From Rice Fields to Meme Coin: A Guangxi Villager's Viral Moment
Adiao's video
A young villager in south China has found himself at the center of an unlikely global internet sensation — and an equally sudden cryptocurrency frenzy.
The 25-year-old, nicknamed Adiao, lives in Bangan Village in Baise, Guangxi Zhuang Autonomous Region. On March 10, as he was tending to his crops, a short video of him began spreading rapidly online. In the clip, he rides a bicycle along a narrow path through lush paddy fields, wearing a white tank top, with a kitten perched on his back.
The video, less than a minute long, has garnered more than 20 million views on social media platform X. The Chinese Embassy in the United States reposted it on March 18, further amplifying its reach.

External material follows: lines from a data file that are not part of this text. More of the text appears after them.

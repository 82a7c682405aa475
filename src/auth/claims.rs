use serde::{Deserialize, Serialize};
use uuid::Uuid;

use crate::auth::repo_types::Role;

/// JWT payload. Self-contained: everything downstream handlers need about
/// the caller is carried in the token, no server-side session lookup.
#[derive(Debug, Clone, Serialize, Deserialize)]
pub struct Claims {
    pub sub: Uuid,        // user ID
    pub username: String, // denormalized for logging and display
    pub role: Role,
    pub iat: usize, // issued at (unix timestamp)
    pub exp: usize, // expires at (unix timestamp)
    pub iss: String,
    pub aud: String,
}
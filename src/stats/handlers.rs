use axum::{extract::State, routing::get, Json, Router};
use tracing::instrument;

use crate::{
    auth::extractors::Identity, error::AppError, state::AppState, stats::dto::StatsResponse,
    stats::repo,
};

const TREND_DAYS: i64 = 7;

pub fn stats_routes() -> Router<AppState> {
    Router::new().route("/payments/stats", get(get_stats))
}

#[instrument(skip(state, _identity))]
pub async fn get_stats(
    State(state): State<AppState>,
    _identity: Identity,
) -> Result<Json<StatsResponse>, AppError> {
    let summary = repo::summary(&state.db).await?;
    let revenue_trend = repo::trend(&state.db, TREND_DAYS).await?;
    let by_method = repo::by_method(&state.db).await?;

    Ok(Json(StatsResponse::assemble(
        summary,
        revenue_trend,
        by_method,
    )))
}
use axum::extract::FromRef;
use jsonwebtoken::{decode, encode, DecodingKey, EncodingKey, Header, Validation};
use time::{Duration, OffsetDateTime};
use tracing::debug;

use crate::auth::claims::Claims;
use crate::auth::repo_types::User;
use crate::config::JwtConfig;
use crate::error::AppError;
use crate::state::AppState;

/// Process-wide signing material, derived once from config. The secret is
/// injected at startup and never comes from request data.
#[derive(Clone)]
pub struct JwtKeys {
    pub encoding: EncodingKey,
    pub decoding: DecodingKey,
    pub issuer: String,
    pub audience: String,
    pub ttl: Duration,
}

impl FromRef<AppState> for JwtKeys {
    fn from_ref(state: &AppState) -> Self {
        let JwtConfig {
            secret,
            issuer,
            audience,
            ttl_minutes,
        } = state.config.jwt.clone();
        Self {
            encoding: EncodingKey::from_secret(secret.as_bytes()),
            decoding: DecodingKey::from_secret(secret.as_bytes()),
            issuer,
            audience,
            ttl: Duration::minutes(ttl_minutes),
        }
    }
}

impl JwtKeys {
    /// Sign a claim set for the given user: subject, username and role,
    /// expiring `ttl` from now.
    pub fn sign(&self, user: &User) -> Result<String, AppError> {
        let now = OffsetDateTime::now_utc();
        let exp = now + self.ttl;
        let claims = Claims {
            sub: user.id,
            username: user.username.clone(),
            role: user.role,
            iat: now.unix_timestamp() as usize,
            exp: exp.unix_timestamp() as usize,
            iss: self.issuer.clone(),
            aud: self.audience.clone(),
        };
        let token = encode(&Header::default(), &claims, &self.encoding)?;
        debug!(user_id = %user.id, "jwt signed");
        Ok(token)
    }

    /// Verify signature, issuer, audience and expiry. Signature problems
    /// surface as `InvalidToken` without the claims ever being trusted;
    /// a good signature past its expiry surfaces as `ExpiredToken`.
    pub fn verify(&self, token: &str) -> Result<Claims, AppError> {
        let mut validation = Validation::default();
        validation.set_audience(std::slice::from_ref(&self.audience));
        validation.set_issuer(std::slice::from_ref(&self.issuer));
        validation.leeway = 0;
        let data = decode::<Claims>(token, &self.decoding, &validation)?;
        debug!(user_id = %data.claims.sub, "jwt verified");
        Ok(data.claims)
    }
}

#[cfg(test)]
mod tests {
    use super::*;
    use crate::auth::repo_types::Role;
    use uuid::Uuid;

    fn make_keys() -> JwtKeys {
        let state = AppState::fake();
        JwtKeys::from_ref(&state)
    }

    fn make_user(role: Role) -> User {
        let now = OffsetDateTime::now_utc();
        User {
            id: Uuid::new_v4(),
            username: "alice".into(),
            password_hash: "x".into(),
            email: None,
            role,
            created_at: now,
            updated_at: now,
        }
    }

    #[tokio::test]
    async fn sign_and_verify_roundtrip() {
        let keys = make_keys();
        let user = make_user(Role::Admin);
        let token = keys.sign(&user).expect("sign");
        let claims = keys.verify(&token).expect("verify");
        assert_eq!(claims.sub, user.id);
        assert_eq!(claims.username, "alice");
        assert_eq!(claims.role, Role::Admin);
        assert_eq!(claims.iss, "test-issuer");
        assert_eq!(claims.aud, "test-aud");
        assert!(claims.exp > claims.iat);
    }

    #[tokio::test]
    async fn verify_rejects_expired_token() {
        let mut expired = make_keys();
        expired.ttl = Duration::minutes(-5);
        let token = expired.sign(&make_user(Role::Viewer)).expect("sign");

        let err = make_keys().verify(&token).unwrap_err();
        assert!(matches!(err, AppError::ExpiredToken));
    }

    #[tokio::test]
    async fn verify_rejects_tampered_token() {
        let keys = make_keys();
        let token = keys.sign(&make_user(Role::Viewer)).expect("sign");
        let mut tampered = token.clone();
        tampered.pop();
        tampered.push(if token.ends_with('A') { 'B' } else { 'A' });

        let err = keys.verify(&tampered).unwrap_err();
        assert!(matches!(err, AppError::InvalidToken));
    }

    #[tokio::test]
    async fn verify_rejects_garbage() {
        let err = make_keys().verify("not-a-jwt").unwrap_err();
        assert!(matches!(err, AppError::InvalidToken));
    }

    #[tokio::test]
    async fn verify_rejects_foreign_secret() {
        let state = AppState::fake();
        let mut foreign = JwtKeys::from_ref(&state);
        foreign.encoding = EncodingKey::from_secret(b"other-secret");
        let token = foreign.sign(&make_user(Role::Viewer)).expect("sign");

        let err = JwtKeys::from_ref(&state).verify(&token).unwrap_err();
        assert!(matches!(err, AppError::InvalidToken));
    }
}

Many overseas viewers described the scene as "pure happiness" and "freedom," saying it captured an ideal life far removed from urban stress. Some even dubbed him the "GOAT" — greatest of all time — for embodying the kind of simple contentment they long for.

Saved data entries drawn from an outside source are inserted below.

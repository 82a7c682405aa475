use rust_decimal::Decimal;
use serde::Serialize;

use crate::payments::repo_types::PaymentMethod;

/// Headline numbers over the whole ledger. `total_revenue` sums every
/// record regardless of status, pending and failed included; it is a raw
/// ledger total, not recognized revenue.
#[derive(Debug, Serialize)]
pub struct StatsSummary {
    pub total_revenue: Decimal,
    pub failed_count: i64,
    pub today_count: i64,
    pub this_week_count: i64,
}

/// One calendar-day revenue bucket.
#[derive(Debug, Serialize)]
pub struct TrendPoint {
    pub date: String, // YYYY-MM-DD
    pub revenue: Decimal,
}

#[derive(Debug, Serialize)]
pub struct MethodCount {
    pub method: PaymentMethod,
    pub count: i64,
}

/// Full response of GET /payments/stats.
#[derive(Debug, Serialize)]
pub struct StatsResponse {
    pub total_revenue: Decimal,
    pub failed_count: i64,
    pub today_count: i64,
    pub this_week_count: i64,
    pub revenue_trend: Vec<TrendPoint>,
    pub by_method: Vec<MethodCount>,
}

impl StatsResponse {
    pub fn assemble(
        summary: StatsSummary,
        revenue_trend: Vec<TrendPoint>,
        by_method: Vec<MethodCount>,
    ) -> Self {
        Self {
            total_revenue: summary.total_revenue,
            failed_count: summary.failed_count,
            today_count: summary.today_count,
            this_week_count: summary.this_week_count,
            revenue_trend,
            by_method,
        }
    }
}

The narrative took an unexpected turn after Indonesian actor Brandon Salim shared the clip with a caption suggesting that life might feel happier without stocks and cryptocurrency. Crypto enthusiasts seized on the opening words of his post — "Life if" — and launched a meme coin inspired by the video, using Adiao and his cat as the token's logo.

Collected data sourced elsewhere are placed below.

//! Audio-thread side of the engine: the node graph and the mixer.
//!
//! Everything here runs inside the cpal callback. Nodes arrive as
//! [`Command`]s over an rtrb queue; storage is preallocated and anything that
//! owns heap memory is wrapped in basedrop so dropping it here only queues the
//! free for the main thread's collector.

use std::sync::Arc;
use std::sync::atomic::{AtomicU64, Ordering};

use basedrop::{Owned, Shared};
use cpal::{FromSample, Sample};
use daw_graph::{AbortRegistration, AudioArc, NodeId, SourceId};

pub(crate) const MAX_NODES: usize = 64;
pub(crate) const MAX_SOURCES: usize = 256;
const MAX_CHANNELS: usize = 32;
const MAX_ROUTE_DEPTH: usize = 16;

pub(crate) struct ScheduledSource {
    pub id: SourceId,
    pub buffer: Shared<AudioArc>,
    pub output: NodeId,
    /// Device frame at which the first sample plays.
    pub start_frame: u64,
    /// Read position in source frames.
    pub position: f64,
    pub playback_rate: f64,
    /// Source rate over device rate.
    pub rate_ratio: f64,
    pub registration: AbortRegistration,
}

pub(crate) enum Command {
    AddGain {
        id: NodeId,
        output: NodeId,
        gain: f32,
    },
    SetGain {
        id: NodeId,
        gain: f32,
    },
    AddAnalyser {
        id: NodeId,
        output: NodeId,
        tap: Owned<rtrb::Producer<f32>>,
    },
    RemoveNode {
        id: NodeId,
    },
    StartSource(Owned<ScheduledSource>),
    SetRate {
        id: SourceId,
        rate: f64,
    },
}

struct GainStage {
    id: NodeId,
    output: NodeId,
    gain: f32,
}

struct AnalyserStage {
    id: NodeId,
    output: NodeId,
    tap: Owned<rtrb::Producer<f32>>,
    bus: f32,
}

#[derive(Clone, Copy)]
struct Route {
    gain: f32,
    /// Analyser on the path and the gain applied before reaching it.
    tap: Option<(usize, f32)>,
}

impl Route {
    const SILENT: Route = Route {
        gain: 0.0,
        tap: None,
    };
}

struct Voice {
    source: Owned<ScheduledSource>,
    route: Route,
    ended: bool,
}

pub(crate) struct Graph {
    channels: usize,
    clock: Arc<AtomicU64>,
    gains: Vec<GainStage>,
    analysers: Vec<AnalyserStage>,
    voices: Vec<Voice>,
}

impl Graph {
    pub fn new(channels: usize, clock: Arc<AtomicU64>) -> Self {
        Self {
            channels: channels.clamp(1, MAX_CHANNELS),
            clock,
            gains: Vec::with_capacity(MAX_NODES),
            analysers: Vec::with_capacity(MAX_NODES),
            voices: Vec::with_capacity(MAX_SOURCES),
        }
    }

    pub fn apply(&mut self, command: Command) {
        match command {
            Command::AddGain { id, output, gain } => {
                if self.gains.len() < MAX_NODES {
                    self.gains.push(GainStage { id, output, gain });
                }
            }
            Command::SetGain { id, gain } => {
                if let Some(stage) = self.gains.iter_mut().find(|stage| stage.id == id) {
                    stage.gain = gain;
                }
            }
            Command::AddAnalyser { id, output, tap } => {
                if self.analysers.len() < MAX_NODES {
                    self.analysers.push(AnalyserStage {
                        id,
                        output,
                        tap,
                        bus: 0.0,
                    });
                }
            }
            Command::RemoveNode { id } => {
                self.gains.retain(|stage| stage.id != id);
                self.analysers.retain(|stage| stage.id != id);
            }
            Command::StartSource(source) => {
                if self.voices.len() < MAX_SOURCES {
                    self.voices.push(Voice {
                        source,
                        route: Route::SILENT,
                        ended: false,
                    });
                } else {
                    // no free slot: completes without rendering
                    source.registration.finish();
                }
            }
            Command::SetRate { id, rate } => {
                if let Some(voice) = self.voices.iter_mut().find(|v| v.source.id == id) {
                    voice.source.playback_rate = rate;
                }
            }
        }
    }

    fn route(&self, mut node: NodeId) -> Route {
        let mut gain = 1.0;
        let mut tap = None;

        for _ in 0..MAX_ROUTE_DEPTH {
            if node == NodeId::DESTINATION {
                return Route { gain, tap };
            }
            if let Some(stage) = self.gains.iter().find(|stage| stage.id == node) {
                gain *= stage.gain;
                node = stage.output;
                continue;
            }
            if let Some(index) = self.analysers.iter().position(|stage| stage.id == node) {
                tap.get_or_insert((index, gain));
                node = self.analysers[index].output;
                continue;
            }
            break;
        }
        Route::SILENT
    }

    /// Fill one interleaved output buffer and advance the clock.
    pub fn render<T>(&mut self, data: &mut [T])
    where
        T: Sample + FromSample<f32>,
    {
        self.voices
            .retain(|voice| !voice.source.registration.is_aborted());

        for i in 0..self.voices.len() {
            let route = self.route(self.voices[i].source.output);
            self.voices[i].route = route;
        }

        let channels = self.channels;
        let start = self.clock.load(Ordering::Acquire);
        let mut mixed = [0.0f32; MAX_CHANNELS];
        let mut rendered = 0u64;

        for (i, frame) in data.chunks_mut(channels).enumerate() {
            let now = start + i as u64;
            mixed[..channels].fill(0.0);
            for stage in &mut self.analysers {
                stage.bus = 0.0;
            }

            for voice in &mut self.voices {
                if voice.ended || now < voice.source.start_frame {
                    continue;
                }
                let source: &mut ScheduledSource = &mut voice.source;
                let buffer: &AudioArc = &source.buffer;
                let source_channels = buffer.channels() as usize;
                let index = source.position as usize;
                if index >= buffer.frames() {
                    voice.ended = true;
                    continue;
                }

                let samples = &buffer.samples()[index * source_channels..][..source_channels];
                for (ch, out) in mixed[..channels].iter_mut().enumerate() {
                    let sample = samples[ch % source_channels];
                    *out += sample * voice.route.gain;
                    if let Some((analyser, gain)) = voice.route.tap {
                        if let Some(stage) = self.analysers.get_mut(analyser) {
                            stage.bus += sample * gain / channels as f32;
                        }
                    }
                }
                source.position += source.playback_rate * source.rate_ratio;
            }

            for (ch, sample) in frame.iter_mut().enumerate() {
                *sample = T::from_sample(mixed[ch]);
            }
            for stage in &mut self.analysers {
                let _ = stage.tap.push(stage.bus);
            }
            rendered += 1;
        }

        for voice in &mut self.voices {
            let buffer: &AudioArc = &voice.source.buffer;
            if !voice.ended && voice.source.position as usize >= buffer.frames() {
                voice.ended = true;
            }
            if voice.ended {
                voice.source.registration.finish();
            }
        }
        self.voices.retain(|voice| !voice.ended);
        self.clock.fetch_add(rendered, Ordering::Release);
    }
}

#[cfg(test)]
mod tests {
    use super::*;
    use basedrop::Collector;
    use daw_graph::abortable;

    fn ramp(frames: usize) -> AudioArc {
        AudioArc::new((0..frames).map(|i| i as f32).collect(), 4, 1)
    }

    fn schedule(
        collector: &Collector,
        buffer: AudioArc,
        output: NodeId,
        start_frame: u64,
    ) -> (daw_graph::AbortHandle, Command) {
        let (handle, registration) = abortable();
        let source = ScheduledSource {
            id: SourceId(100),
            buffer: Shared::new(&collector.handle(), buffer),
            output,
            start_frame,
            position: 0.0,
            playback_rate: 1.0,
            rate_ratio: 1.0,
            registration,
        };
        (handle, Command::StartSource(Owned::new(&collector.handle(), source)))
    }

    #[test]
    fn source_plays_at_its_start_frame() {
        let collector = Collector::new();
        let mut graph = Graph::new(1, Arc::new(AtomicU64::new(0)));
        let (_handle, command) = schedule(&collector, ramp(3), NodeId::DESTINATION, 2);
        graph.apply(command);

        let mut out = [0.0f32; 6];
        graph.render(&mut out);

        assert_eq!(out, [0.0, 0.0, 0.0, 1.0, 2.0, 0.0]);
        assert_eq!(graph.clock.load(Ordering::Acquire), 6);
    }

    #[test]
    fn gains_multiply_along_the_path() {
        let collector = Collector::new();
        let mut graph = Graph::new(2, Arc::new(AtomicU64::new(0)));
        graph.apply(Command::AddGain {
            id: NodeId(1),
            output: NodeId::DESTINATION,
            gain: 0.5,
        });
        graph.apply(Command::AddGain {
            id: NodeId(2),
            output: NodeId(1),
            gain: 4.0,
        });
        let (_handle, command) = schedule(&collector, ramp(4), NodeId(2), 0);
        graph.apply(command);

        let mut out = [0.0f32; 4];
        graph.render(&mut out);

        // mono source fans out to both channels
        assert_eq!(out, [0.0, 0.0, 2.0, 2.0]);
    }

    #[test]
    fn aborted_source_never_renders() {
        let collector = Collector::new();
        let mut graph = Graph::new(1, Arc::new(AtomicU64::new(0)));
        let (handle, command) = schedule(&collector, ramp(4), NodeId::DESTINATION, 0);
        graph.apply(command);
        handle.abort();

        let mut out = [0.0f32; 4];
        graph.render(&mut out);

        assert_eq!(out, [0.0; 4]);
        assert!(!handle.is_finished());
    }

    #[test]
    fn finished_source_reports_completion() {
        let collector = Collector::new();
        let mut graph = Graph::new(1, Arc::new(AtomicU64::new(0)));
        let (handle, command) = schedule(&collector, ramp(2), NodeId::DESTINATION, 0);
        graph.apply(command);

        let mut out = [0.0f32; 2];
        graph.render(&mut out);
        assert!(handle.is_finished());
        assert!(graph.voices.is_empty());
    }

    #[test]
    fn removed_gain_silences_its_sources() {
        let collector = Collector::new();
        let mut graph = Graph::new(1, Arc::new(AtomicU64::new(0)));
        graph.apply(Command::AddGain {
            id: NodeId(1),
            output: NodeId::DESTINATION,
            gain: 1.0,
        });
        let (_handle, command) = schedule(&collector, ramp(4), NodeId(1), 0);
        graph.apply(command);
        graph.apply(Command::RemoveNode { id: NodeId(1) });

        let mut out = [0.0f32; 4];
        graph.render(&mut out);
        assert_eq!(out, [0.0; 4]);
    }

    #[test]
    fn analyser_sees_signal_before_destination() {
        let collector = Collector::new();
        let handle = collector.handle();
        let mut graph = Graph::new(1, Arc::new(AtomicU64::new(0)));
        let (tap, mut consumer) = rtrb::RingBuffer::new(16);
        graph.apply(Command::AddAnalyser {
            id: NodeId(1),
            output: NodeId::DESTINATION,
            tap: Owned::new(&handle, tap),
        });
        let (_source, command) = schedule(&collector, ramp(3), NodeId(1), 0);
        graph.apply(command);

        let mut out = [0.0f32; 3];
        graph.render(&mut out);

        let tapped: Vec<f32> = std::iter::from_fn(|| consumer.pop().ok()).collect();
        assert_eq!(tapped, vec![0.0, 1.0, 2.0]);
        assert_eq!(out, [0.0, 1.0, 2.0]);
    }

    #[test]
    fn overflowing_source_is_reported_finished() {
        let collector = Collector::new();
        let mut graph = Graph::new(1, Arc::new(AtomicU64::new(0)));
        let mut handles = Vec::new();
        for _ in 0..=MAX_SOURCES {
            let (handle, command) = schedule(&collector, ramp(4), NodeId::DESTINATION, 1000);
            graph.apply(command);
            handles.push(handle);
        }

        assert_eq!(graph.voices.len(), MAX_SOURCES);
        assert!(handles[..MAX_SOURCES].iter().all(|h| !h.is_finished()));
        assert!(handles[MAX_SOURCES].is_finished());
    }

    #[test]
    fn playback_rate_steps_through_the_buffer() {
        let collector = Collector::new();
        let mut graph = Graph::new(1, Arc::new(AtomicU64::new(0)));
        let (_handle, command) = schedule(&collector, ramp(8), NodeId::DESTINATION, 0);
        graph.apply(command);
        graph.apply(Command::SetRate {
            id: SourceId(100),
            rate: 2.0,
        });

        let mut out = [0.0f32; 4];
        graph.render(&mut out);
        assert_eq!(out, [0.0, 2.0, 4.0, 6.0]);
    }
}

The cryptocurrency, informally known as "Life Coin," briefly reached a market value of several million US dollars.
Adiao, however, distanced himself from the project. In a video posted on March 15, he clarified that he had no connection to the coin. Smiling, he said someone had approached him to promote the cryptocurrency, promising rewards that "could change his life." His response was simple: "My life doesn't need to change."
At the end of the video, he turned the camera toward his vegetable garden. "Spring is coming," he said.
Born in 2000, Adiao is an ethnic Zhuang who has spent most of his life in the same village. After graduating from university, he worked in the regional capital, Nanning, in media-related jobs, earning modest pay before being laid off. In early 2025, despite his parents' concerns about stability, he chose to return home to pursue content creation full-time.
He brought back little besides filming skills, basic equipment, a used car, some savings and a cat named Maiya. His videos featuring green fields, riverside guitar and keyboard sessions, and scenes of rural life gradually attracted tens of thousands of followers across platforms.
The cycling clip that later went viral overseas was first posted last July and received more than 580,000 likes on Douyin.
Around that time, Maiya fell ill and died of lymphoma in October. Adiao rarely speaks publicly about the loss, but the cat remains his profile picture on social media.
The recent wave of global attention has done little to alter his daily routine. In his latest videos, he has been preparing materials to build a small bamboo cabin, with his grandfather volunteering to help. After three days of hauling supplies, he injured his foot when a piece of bamboo struck him and had to pause work to recover. Even so, he appeared on camera smiling and hobbling through the fields, jokingly asking his new puppy to "take the camera."
For many online viewers, the viral clip represents an escape, a vision of freedom framed by rice fields and open skies. For Adiao, it is simply the life he chose when he left the city and returned home.